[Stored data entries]
"""
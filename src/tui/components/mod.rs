//! # TUI Components
//!
//! This module contains all UI components for the terminal interface.
//!
//! ## Component Architecture
//!
//! ### Stateless Components (Props-Based Rendering)
//!
//! - `TitleBar`: current view, status, exit hint
//! - `DetailOverlay`: popup for an activated item
//!
//! ### Focusable Components
//!
//! - `Tile`: one focusable box; owns its `FocusableBinding`
//! - `Screen`: sidebar + content grid built from tiles
//!
//! ## Co-location of Concerns
//!
//! Each component file contains everything related to that component:
//! state, rendering, and tests.
//!
//! ## Module Structure
//!
//! ```text
//! components/
//! ├── mod.rs           (this file)
//! ├── title_bar.rs     (Top status bar)
//! ├── tile.rs          (Focusable box)
//! ├── screen.rs        (Sidebar + grid for one view)
//! └── detail.rs        (Modal popup)
//! ```

pub mod detail;
pub mod screen;
pub mod tile;
mod title_bar;

pub use detail::DetailOverlay;
pub use screen::{CommandQueue, Screen, ScreenCommand};
pub use tile::Tile;
pub use title_bar::TitleBar;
"""
**Task:**
The answer should consist of every line above in which "TitleBar" appears.

**Answer to the problem:**
//! - `TitleBar`: current view, status, exit hint
pub use title_bar::TitleBar;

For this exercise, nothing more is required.